• **Exercise brief**
Retype the whole listing exactly.

• **Dataset records**
= = = = = = =

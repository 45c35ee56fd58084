// Author: Dustin Pilgrim
// License: MIT

use std::fs;
use std::path::Path;

use crate::JuteError;
use crate::ast::Value;
use crate::parser;

mod access;
mod conversion;

/// A decoded JSON document and the entry point for path-based access.
pub struct JuteDocument {
    root: Value,
}

impl JuteDocument {
    /// Load and decode a JSON file.
    ///
    /// # Example
    /// ```ignore
    /// let doc = JuteDocument::from_file("data.json")?;
    /// ```
    pub fn from_file<P: AsRef<Path>>(path: P) -> Result<Self, JuteError> {
        let content = fs::read_to_string(&path).map_err(|e| JuteError::FileError {
            message: format!("Failed to read file: {}", e),
            path: path.as_ref().to_string_lossy().to_string(),
            hint: Some("Check that the file exists and is readable".into()),
            code: Some(301),
        })?;

        Self::from_str(&content)
    }

    /// Decode a JSON document from a string (no file I/O).
    pub fn from_str(content: &str) -> Result<Self, JuteError> {
        Ok(Self {
            root: parser::decode(content)?,
        })
    }

    /// The root of the decoded value tree.
    pub fn root(&self) -> &Value {
        &self.root
    }
}

#[cfg(test)]
mod tests;
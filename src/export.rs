// Author: Dustin Pilgrim
// License: MIT

use std::fs;
use std::path::Path;

use crate::JuteError;
use crate::ast::Value;
use crate::parser;

/// Render a decoded value tree as pretty-printed JSON.
///
/// `Value` serializes untagged, so the output mirrors the tree directly:
/// objects keep their insertion order, numbers render as 64-bit floats.
/// String contents are re-escaped by the renderer; since the decoder never
/// unescapes them, a document containing escape sequences will not
/// round-trip byte-identically.
///
/// # Examples
/// ```
/// use jute::{decode, export};
///
/// let value = decode(r#"{"a": [1, 2]}"#)?;
/// let json = export::export_value_to_json(&value)?;
/// assert!(json.contains("\"a\""));
/// # Ok::<(), jute::JuteError>(())
/// ```
pub fn export_value_to_json(value: &Value) -> Result<String, JuteError> {
    serde_json::to_string_pretty(value).map_err(|e| JuteError::TypeError {
        message: format!("Failed to render JSON: {}", e),
        hint: None,
        code: Some(500),
    })
}

/// Decode a JSON file and re-render it as pretty-printed JSON.
///
/// Convenience function that reads, decodes, and exports in one call.
///
/// # Errors
/// Returns an error if the file can't be read or doesn't decode.
pub fn export_json_file<P: AsRef<Path>>(path: P) -> Result<String, JuteError> {
    let input = fs::read_to_string(&path).map_err(|e| JuteError::FileError {
        message: format!("Failed to read file: {}", e),
        path: path.as_ref().to_string_lossy().to_string(),
        hint: Some("Check that the file exists and is readable".into()),
        code: Some(301),
    })?;

    let value = parser::decode(&input)?;
    export_value_to_json(&value)
}

#[cfg(test)]
mod tests {
    use super::*;
    use crate::parser::decode;

    #[test]
    fn test_export_nested_document() {
        let value = decode(r#"{"name":"jute","tags":["json","parser"],"meta":{"stars":3}}"#)
            .expect("Failed to decode document");

        let json_output = export_value_to_json(&value).expect("Failed to export value");

        let deserialized: serde_json::Value = serde_json::from_str(&json_output).unwrap();
        assert_eq!(deserialized["name"], "jute");
        assert_eq!(deserialized["tags"][1], "parser");
        assert_eq!(deserialized["meta"]["stars"], 3.0);
    }

    #[test]
    fn test_export_preserves_member_order() {
        let value = decode(r#"{"zeta":1,"alpha":2}"#).unwrap();
        let json_output = export_value_to_json(&value).unwrap();

        let zeta = json_output.find("zeta").unwrap();
        let alpha = json_output.find("alpha").unwrap();
        assert!(zeta < alpha);
    }

    #[test]
    fn test_export_scalars() {
        assert_eq!(export_value_to_json(&Value::Null).unwrap(), "null");
        assert_eq!(export_value_to_json(&Value::Bool(true)).unwrap(), "true");

        let exported = export_value_to_json(&Value::String("hi".into())).unwrap();
        assert_eq!(exported, "\"hi\"");
    }

    #[test]
    fn test_export_missing_file() {
        let result = export_json_file("definitely/not/here.json");
        assert!(matches!(result, Err(JuteError::FileError { .. })));
    }
}
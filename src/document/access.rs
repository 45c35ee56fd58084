use super::*;

impl JuteDocument {
    /// Get a typed value from the document using dot notation.
    ///
    /// Numeric segments index into arrays.
    ///
    /// # Examples
    /// ```no_run
    /// # use jute::JuteDocument;
    /// # fn main() -> Result<(), Box<dyn std::error::Error>> {
    /// # let doc = JuteDocument::from_file("data.json")?;
    /// let host: String = doc.get("server.host")?;
    /// let port: u16 = doc.get("server.port")?;
    /// let first_tag: String = doc.get("tags.0")?;
    /// # Ok(())
    /// # }
    /// ```
    ///
    /// # Errors
    /// Returns an error if the path doesn't exist or the value can't be
    /// converted to type `T`.
    pub fn get<T>(&self, path: &str) -> Result<T, JuteError>
    where
        T: TryFrom<Value, Error = JuteError>,
    {
        let value = self.get_value(path)?;
        T::try_from(value)
    }

    /// Get an optional typed value - returns `None` if the path doesn't exist.
    pub fn get_optional<T>(&self, path: &str) -> Result<Option<T>, JuteError>
    where
        T: TryFrom<Value, Error = JuteError>,
    {
        match self.get_value(path) {
            Ok(value) => Ok(Some(T::try_from(value)?)),
            Err(JuteError::KeyNotFound { .. }) => Ok(None),
            Err(e) => Err(e),
        }
    }

    /// Get a value with a fallback default.
    ///
    /// # Examples
    /// ```no_run
    /// # use jute::JuteDocument;
    /// # let doc = JuteDocument::from_file("data.json").unwrap();
    /// let timeout = doc.get_or("server.timeout", 30u64);
    /// let debug = doc.get_or("debug", false);
    /// ```
    pub fn get_or<T>(&self, path: &str, default: T) -> T
    where
        T: TryFrom<Value, Error = JuteError>,
    {
        self.get(path).unwrap_or(default)
    }

    /// Get a raw `Value` from the document.
    ///
    /// An empty path returns the root value.
    pub fn get_value(&self, path: &str) -> Result<Value, JuteError> {
        if path.trim().is_empty() {
            return Ok(self.root.clone());
        }

        let mut current = &self.root;

        for segment in path.split('.') {
            current = match current {
                Value::Object(members) => members
                    .get(segment)
                    .ok_or_else(|| key_not_found(path))?,
                Value::Array(elements) => segment
                    .parse::<usize>()
                    .ok()
                    .and_then(|index| elements.get(index))
                    .ok_or_else(|| key_not_found(path))?,
                other => {
                    return Err(JuteError::TypeError {
                        message: format!("Cannot descend into {} at '{}'", other.kind(), segment),
                        hint: Some("Only objects and arrays have children".into()),
                        code: Some(410),
                    });
                }
            };
        }

        Ok(current.clone())
    }

    /// Get all keys at a given path level.
    pub fn get_keys(&self, path: &str) -> Result<Vec<String>, JuteError> {
        let value = self.get_value(path)?;
        match value {
            Value::Object(members) => Ok(members.keys().cloned().collect()),
            other => Err(JuteError::TypeError {
                message: format!("Path '{}' is not an object (found {})", path, other.kind()),
                hint: Some("Only objects have keys".into()),
                code: Some(410),
            }),
        }
    }

    /// Check if a path exists in the document.
    pub fn has(&self, path: &str) -> bool {
        self.get_value(path).is_ok()
    }
}

fn key_not_found(path: &str) -> JuteError {
    JuteError::KeyNotFound {
        path: path.to_string(),
        hint: Some("Check that the path exists in the document".into()),
        code: Some(304),
    }
}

= = = = = = =

• **Response to the exercise**
repository 45c35ee56fd58084
// Author: Dustin Pilgrim
// License: MIT

use std::fs;
use std::path::Path;

use crate::JuteError;
use crate::ast::Value;
use crate::parser;

mod access;
mod conversion;

/// A decoded JSON document and the entry point for path-based access.
pub struct JuteDocument {
    root: Value,
}

impl JuteDocument {
    /// Load and decode a JSON file.
    ///
    /// # Example
    /// ```ignore
    /// let doc = JuteDocument::from_file("data.json")?;
    /// ```
    pub fn from_file<P: AsRef<Path>>(path: P) -> Result<Self, JuteError> {
        let content = fs::read_to_string(&path).map_err(|e| JuteError::FileError {
            message: format!("Failed to read file: {}", e),
            path: path.as_ref().to_string_lossy().to_string(),
            hint: Some("Check that the file exists and is readable".into()),
            code: Some(301),
        })?;

        Self::from_str(&content)
    }

    /// Decode a JSON document from a string (no file I/O).
    pub fn from_str(content: &str) -> Result<Self, JuteError> {
        Ok(Self {
            root: parser::decode(content)?,
        })
    }

    /// The root of the decoded value tree.
    pub fn root(&self) -> &Value {
        &self.root
    }
}

#[cfg(test)]
mod tests;
filename src/export.rs
// Author: Dustin Pilgrim
// License: MIT

use std::fs;
use std::path::Path;

use crate::JuteError;
use crate::ast::Value;
use crate::parser;

/// Render a decoded value tree as pretty-printed JSON.
///
/// `Value` serializes untagged, so the output mirrors the tree directly:
/// objects keep their insertion order, numbers render as 64-bit floats.
/// String contents are re-escaped by the renderer; since the decoder never
/// unescapes them, a document containing escape sequences will not
/// round-trip byte-identically.
///
/// # Examples
/// ```
/// use jute::{decode, export};
///
/// let value = decode(r#"{"a": [1, 2]}"#)?;
/// let json = export::export_value_to_json(&value)?;
/// assert!(json.contains("\"a\""));
/// # Ok::<(), jute::JuteError>(())
/// ```
pub fn export_value_to_json(value: &Value) -> Result<String, JuteError> {
    serde_json::to_string_pretty(value).map_err(|e| JuteError::TypeError {
        message: format!("Failed to render JSON: {}", e),
        hint: None,
        code: Some(500),
    })
}

/// Decode a JSON file and re-render it as pretty-printed JSON.
///
/// Convenience function that reads, decodes, and exports in one call.
///
/// # Errors
/// Returns an error if the file can't be read or doesn't decode.
pub fn export_json_file<P: AsRef<Path>>(path: P) -> Result<String, JuteError> {
    let input = fs::read_to_string(&path).map_err(|e| JuteError::FileError {
        message: format!("Failed to read file: {}", e),
        path: path.as_ref().to_string_lossy().to_string(),
        hint: Some("Check that the file exists and is readable".into()),
        code: Some(301),
    })?;

    let value = parser::decode(&input)?;
    export_value_to_json(&value)
}

#[cfg(test)]
mod tests {
    use super::*;
    use crate::parser::decode;

    #[test]
    fn test_export_nested_document() {
        let value = decode(r#"{"name":"jute","tags":["json","parser"],"meta":{"stars":3}}"#)
            .expect("Failed to decode document");

        let json_output = export_value_to_json(&value).expect("Failed to export value");

        let deserialized: serde_json::Value = serde_json::from_str(&json_output).unwrap();
        assert_eq!(deserialized["name"], "jute");
        assert_eq!(deserialized["tags"][1], "parser");
        assert_eq!(deserialized["meta"]["stars"], 3.0);
    }

    #[test]
    fn test_export_preserves_member_order() {
        let value = decode(r#"{"zeta":1,"alpha":2}"#).unwrap();
        let json_output = export_value_to_json(&value).unwrap();

        let zeta = json_output.find("zeta").unwrap();
        let alpha = json_output.find("alpha").unwrap();
        assert!(zeta < alpha);
    }

    #[test]
    fn test_export_scalars() {
        assert_eq!(export_value_to_json(&Value::Null).unwrap(), "null");
        assert_eq!(export_value_to_json(&Value::Bool(true)).unwrap(), "true");

        let exported = export_value_to_json(&Value::String("hi".into())).unwrap();
        assert_eq!(exported, "\"hi\"");
    }

    #[test]
    fn test_export_missing_file() {
        let result = export_json_file("definitely/not/here.json");
        assert!(matches!(result, Err(JuteError::FileError { .. })));
    }
}
filename src/document/access.rs
repository 45c35ee56fd58084
use super::*;

impl JuteDocument {
    /// Get a typed value from the document using dot notation.
    ///
    /// Numeric segments index into arrays.
    ///
    /// # Examples
    /// ```no_run
    /// # use jute::JuteDocument;
    /// # fn main() -> Result<(), Box<dyn std::error::Error>> {
    /// # let doc = JuteDocument::from_file("data.json")?;
    /// let host: String = doc.get("server.host")?;
    /// let port: u16 = doc.get("server.port")?;
    /// let first_tag: String = doc.get("tags.0")?;
    /// # Ok(())
    /// # }
    /// ```
    ///
    /// # Errors
    /// Returns an error if the path doesn't exist or the value can't be
    /// converted to type `T`.
    pub fn get<T>(&self, path: &str) -> Result<T, JuteError>
    where
        T: TryFrom<Value, Error = JuteError>,
    {
        let value = self.get_value(path)?;
        T::try_from(value)
    }

    /// Get an optional typed value - returns `None` if the path doesn't exist.
    pub fn get_optional<T>(&self, path: &str) -> Result<Option<T>, JuteError>
    where
        T: TryFrom<Value, Error = JuteError>,
    {
        match self.get_value(path) {
            Ok(value) => Ok(Some(T::try_from(value)?)),
            Err(JuteError::KeyNotFound { .. }) => Ok(None),
            Err(e) => Err(e),
        }
    }

    /// Get a value with a fallback default.
    ///
    /// # Examples
    /// ```no_run
    /// # use jute::JuteDocument;
    /// # let doc = JuteDocument::from_file("data.json").unwrap();
    /// let timeout = doc.get_or("server.timeout", 30u64);
    /// let debug = doc.get_or("debug", false);
    /// ```
    pub fn get_or<T>(&self, path: &str, default: T) -> T
    where
        T: TryFrom<Value, Error = JuteError>,
    {
        self.get(path).unwrap_or(default)
    }

    /// Get a raw `Value` from the document.
    ///
    /// An empty path returns the root value.
    pub fn get_value(&self, path: &str) -> Result<Value, JuteError> {
        if path.trim().is_empty() {
            return Ok(self.root.clone());
        }

        let mut current = &self.root;

        for segment in path.split('.') {
            current = match current {
                Value::Object(members) => members
                    .get(segment)
                    .ok_or_else(|| key_not_found(path))?,
                Value::Array(elements) => segment
                    .parse::<usize>()
                    .ok()
                    .and_then(|index| elements.get(index))
                    .ok_or_else(|| key_not_found(path))?,
                other => {
                    return Err(JuteError::TypeError {
                        message: format!("Cannot descend into {} at '{}'", other.kind(), segment),
                        hint: Some("Only objects and arrays have children".into()),
                        code: Some(410),
                    });
                }
            };
        }

        Ok(current.clone())
    }

    /// Get all keys at a given path level.
    pub fn get_keys(&self, path: &str) -> Result<Vec<String>, JuteError> {
        let value = self.get_value(path)?;
        match value {
            Value::Object(members) => Ok(members.keys().cloned().collect()),
            other => Err(JuteError::TypeError {
                message: format!("Path '{}' is not an object (found {})", path, other.kind()),
                hint: Some("Only objects have keys".into()),
                code: Some(410),
            }),
        }
    }

    /// Check if a path exists in the document.
    pub fn has(&self, path: &str) -> bool {
        self.get_value(path).is_ok()
    }
}

fn key_not_found(path: &str) -> JuteError {
    JuteError::KeyNotFound {
        path: path.to_string(),
        hint: Some("Check that the path exists in the document".into()),
        code: Some(304),
    }
}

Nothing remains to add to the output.